A recent study found that global follow-up guidelines lack the ability to detect adverse reaction metal debris lesions after metal-on-metal hip arthroplasty and they are not cost effective or evidence-based.
Researchers compared follow-up guidelines for metal-on-metal (MoM) hip arthroplasty from five worldwide authorities worldwide, including the U.K. Medical and Healthcare Products Regulatory Agency (MHRA), European Federation of National Associations of Orthopaedics and Traumatology (EFORT), the U.S. Food and Drug Administration, Therapeutic Goods Administration of Australia and Health Canada. They assessed the guidelines for published evidence and their financial implications of hip resurfacing and total hip arthroplasties.

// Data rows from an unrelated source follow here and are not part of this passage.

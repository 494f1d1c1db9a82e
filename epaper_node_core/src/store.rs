//! Retained memory that survives deep sleep.
//!
//! The firmware places one [`RetainedRegion`] in RTC memory. The region holds
//! two slots. Every commit goes to the older slot and is stamped with the next
//! sequence number and a digest of its contents, so a write interrupted by a
//! reset leaves the previous commit readable on the next wake.
//!
//! [`PersistentStore`] is the only way the rest of the crate touches the
//! region: it loads (or initializes) the newest valid state once per boot and
//! commits each logical update as a whole.

use core::sync::atomic::{compiler_fence, Ordering};

use log::*;

use crate::content::{DisplayItemSet, RawMessageBuffer};

/// Marks a slot that has been fully written at least once.
const SLOT_MAGIC: u32 = 0xE9A9_5EED;

/// Everything the node remembers between wakes.
#[repr(C)]
#[derive(Clone, Debug, Default, PartialEq, Eq)]
pub struct RetainedState {
    /// Ordinary wakes since the last forced redraw.
    pub wake_counter: u32,
    /// Last accepted payload, for change detection.
    pub message: RawMessageBuffer,
    /// Items parsed from `message`.
    pub items: DisplayItemSet,
}

impl RetainedState {
    pub const fn new() -> Self {
        Self {
            wake_counter: 0,
            message: RawMessageBuffer::empty(),
            items: DisplayItemSet::new(),
        }
    }

    /// djb2 over every field, with a zero byte between variable-length parts.
    fn digest(&self) -> u32 {
        let mut hash: u32 = 5381;
        let mut feed = |bytes: &[u8]| {
            for byte in bytes {
                hash = hash.wrapping_mul(33).wrapping_add(*byte as u32);
            }
            hash = hash.wrapping_mul(33);
        };

        feed(&self.wake_counter.to_le_bytes());
        feed(&(self.message.len() as u16).to_le_bytes());
        feed(self.message.as_bytes());
        feed(&[self.items.len() as u8]);
        for item in &self.items {
            feed(item.key().as_bytes());
            feed(item.value().as_bytes());
        }
        hash
    }
}

#[repr(C)]
struct Slot {
    magic: u32,
    sequence: u32,
    digest: u32,
    state: RetainedState,
}

impl Slot {
    const fn empty() -> Self {
        Self {
            magic: 0,
            sequence: 0,
            digest: 0,
            state: RetainedState::new(),
        }
    }

    fn is_valid(&self) -> bool {
        self.magic == SLOT_MAGIC && self.digest == self.state.digest()
    }
}

/// The raw retained-memory layout. Place exactly one in RTC memory.
#[repr(C)]
pub struct RetainedRegion {
    slots: [Slot; 2],
}

impl RetainedRegion {
    pub const fn new() -> Self {
        Self {
            slots: [Slot::empty(), Slot::empty()],
        }
    }

    /// Index of the valid slot with the newest sequence number.
    fn newest(&self) -> Option<usize> {
        match (self.slots[0].is_valid(), self.slots[1].is_valid()) {
            (true, true) => {
                let ahead = self.slots[1]
                    .sequence
                    .wrapping_sub(self.slots[0].sequence) as i32
                    > 0;
                Some(if ahead { 1 } else { 0 })
            }
            (true, false) => Some(0),
            (false, true) => Some(1),
            (false, false) => None,
        }
    }

    /// Copy of the newest valid commit, if there is one.
    pub fn load(&self) -> Option<RetainedState> {
        self.newest().map(|index| self.slots[index].state.clone())
    }

    /// Sequence number of the newest valid commit.
    pub fn sequence(&self) -> Option<u32> {
        self.newest().map(|index| self.slots[index].sequence)
    }

    /// Writes `state` into the older slot and returns its sequence number.
    pub fn commit(&mut self, state: &RetainedState) -> u32 {
        let (target, sequence) = match self.newest() {
            Some(index) => (1 - index, self.slots[index].sequence.wrapping_add(1)),
            None => (0, 1),
        };

        let slot = &mut self.slots[target];
        slot.magic = 0;
        compiler_fence(Ordering::SeqCst);
        slot.state = state.clone();
        slot.sequence = sequence;
        slot.digest = state.digest();
        // magic goes last: a slot is only valid once everything else landed
        compiler_fence(Ordering::SeqCst);
        slot.magic = SLOT_MAGIC;
        sequence
    }

    /// Drops every commit; the next open starts from an empty state.
    pub fn invalidate(&mut self) {
        for slot in &mut self.slots {
            slot.magic = 0;
        }
    }
}

impl Default for RetainedRegion {
    fn default() -> Self {
        Self::new()
    }
}

/// Owned view of the retained state for one wake episode.
pub struct PersistentStore<'r> {
    region: &'r mut RetainedRegion,
    state: RetainedState,
}

impl<'r> PersistentStore<'r> {
    /// Loads the newest valid commit, initializing the region if there is none.
    pub fn open(region: &'r mut RetainedRegion) -> Self {
        match region.load() {
            Some(state) => {
                info!(
                    "Retained store loaded: wake_counter={}, message={} bytes, {} items",
                    state.wake_counter,
                    state.message.len(),
                    state.items.len()
                );
                Self { region, state }
            }
            None => {
                warn!("Retained store empty or corrupt, initializing");
                let state = RetainedState::new();
                region.commit(&state);
                Self { region, state }
            }
        }
    }

    pub fn state(&self) -> &RetainedState {
        &self.state
    }

    pub fn wake_counter(&self) -> u32 {
        self.state.wake_counter
    }

    pub fn message(&self) -> &RawMessageBuffer {
        &self.state.message
    }

    pub fn items(&self) -> &DisplayItemSet {
        &self.state.items
    }

    /// Counts one ordinary wake and commits it. Returns the new count.
    pub fn increment_wake_counter(&mut self) -> u32 {
        self.state.wake_counter = self.state.wake_counter.saturating_add(1);
        self.save();
        self.state.wake_counter
    }

    pub fn reset_wake_counter(&mut self) {
        self.state.wake_counter = 0;
        self.save();
    }

    /// Replaces the message and its parsed items in a single commit.
    pub fn replace_content(&mut self, message: RawMessageBuffer, items: DisplayItemSet) {
        self.state.message = message;
        self.state.items = items;
        self.save();
    }

    /// Commits the working copy to the region.
    pub fn save(&mut self) {
        let sequence = self.region.commit(&self.state);
        trace!("Retained store committed (sequence {})", sequence);
    }
}

#[cfg(test)]
mod tests {
    use super::*;
    use crate::content::DisplayItem;

    fn sample_state() -> RetainedState {
        let mut items = DisplayItemSet::new();
        items.push(DisplayItem::new("Name:", "Shop"));
        items.push(DisplayItem::new("Temp:", "60"));
        RetainedState {
            wake_counter: 7,
            message: RawMessageBuffer::from_payload(b"Name:=Shop&Temp:=60"),
            items,
        }
    }

    #[test]
    fn test_fresh_region_is_initialized() {
        let mut region = RetainedRegion::new();
        assert!(region.load().is_none());

        let store = PersistentStore::open(&mut region);
        assert_eq!(store.wake_counter(), 0);
        assert!(store.message().is_empty());
        assert!(store.items().is_empty());
        drop(store);

        assert_eq!(region.load(), Some(RetainedState::new()));
    }

    #[test]
    fn test_commit_then_load() {
        let mut region = RetainedRegion::new();
        let state = sample_state();
        region.commit(&state);
        assert_eq!(region.load(), Some(state));
    }

    #[test]
    fn test_commits_alternate_slots() {
        let mut region = RetainedRegion::new();
        let mut state = sample_state();

        assert_eq!(region.commit(&state), 1);
        state.wake_counter = 8;
        assert_eq!(region.commit(&state), 2);
        state.wake_counter = 9;
        assert_eq!(region.commit(&state), 3);

        assert_eq!(region.sequence(), Some(3));
        assert_eq!(region.load().unwrap().wake_counter, 9);
        // sequence 3 went back to slot 0; sequence 2 survives in slot 1
        assert_eq!(region.slots[0].state.wake_counter, 9);
        assert_eq!(region.slots[1].state.wake_counter, 8);
    }

    #[test]
    fn test_torn_write_falls_back_to_previous_commit() {
        let mut region = RetainedRegion::new();
        let mut state = sample_state();
        region.commit(&state);
        state.wake_counter = 99;
        region.commit(&state);

        // corrupt the newest slot without touching its digest
        region.slots[1].state.wake_counter = 12345;

        let loaded = region.load().unwrap();
        assert_eq!(loaded.wake_counter, 7);
        assert_eq!(loaded.items.len(), 2);
    }

    #[test]
    fn test_missing_magic_falls_back() {
        let mut region = RetainedRegion::new();
        let mut state = sample_state();
        region.commit(&state);
        state.wake_counter = 1;
        region.commit(&state);
        region.slots[1].magic = 0;

        assert_eq!(region.load().unwrap().wake_counter, 7);
    }

    #[test]
    fn test_both_slots_corrupt_reinitializes() {
        let mut region = RetainedRegion::new();
        region.commit(&sample_state());
        region.commit(&sample_state());
        region.slots[0].digest ^= 1;
        region.slots[1].digest ^= 1;

        let store = PersistentStore::open(&mut region);
        assert_eq!(store.state(), &RetainedState::new());
    }

    #[test]
    fn test_sequence_wraps() {
        let mut region = RetainedRegion::new();
        let state = sample_state();
        region.commit(&state);
        region.slots[0].sequence = u32::MAX;
        region.slots[0].digest = region.slots[0].state.digest();

        let mut newer = state.clone();
        newer.wake_counter = 0;
        assert_eq!(region.commit(&newer), 0);
        assert_eq!(region.load().unwrap().wake_counter, 0);
    }

    #[test]
    fn test_invalidate() {
        let mut region = RetainedRegion::new();
        region.commit(&sample_state());
        region.invalidate();
        assert!(region.load().is_none());
    }

    #[test]
    fn test_store_updates_survive_reopen() {
        let mut region = RetainedRegion::new();
        {
            let mut store = PersistentStore::open(&mut region);
            assert_eq!(store.increment_wake_counter(), 1);
            assert_eq!(store.increment_wake_counter(), 2);
            let state = sample_state();
            store.replace_content(state.message, state.items);
        }

        let store = PersistentStore::open(&mut region);
        assert_eq!(store.wake_counter(), 2);
        assert_eq!(store.message().as_bytes(), b"Name:=Shop&Temp:=60");
        assert_eq!(store.items().headline().unwrap().value(), "Shop");
    }

    #[test]
    fn test_reset_wake_counter() {
        let mut region = RetainedRegion::new();
        region.commit(&sample_state());
        {
            let mut store = PersistentStore::open(&mut region);
            store.reset_wake_counter();
        }
        let state = region.load().unwrap();
        assert_eq!(state.wake_counter, 0);
        assert_eq!(state.items.len(), 2);
    }

    #[test]
    fn test_counter_saturates() {
        let mut region = RetainedRegion::new();
        let mut state = RetainedState::new();
        state.wake_counter = u32::MAX;
        region.commit(&state);

        let mut store = PersistentStore::open(&mut region);
        assert_eq!(store.increment_wake_counter(), u32::MAX);
    }
}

Findings showed large differences among the authorities in cost per patients. U.S. costs were three-times more than MHRA costs, for example. A large population survey showed a very large difference in costs between authorities, with the most costly protocol for surveillance of all symptomatic MoM arthroplasty patients being the FDA. The cheapest annual follow-up guidance was from MHRA, the data showed. The FDA and EFORT follow-up was three times more costly to perform.
Australia guidelines were about six-times more costly than the United States and Canada for asymptomatic patients. Of all the authorities, the EFORT guidelines were most expensive when recent data were used to classify a large amount of resurfaced hips as asymptomatic, the study showed.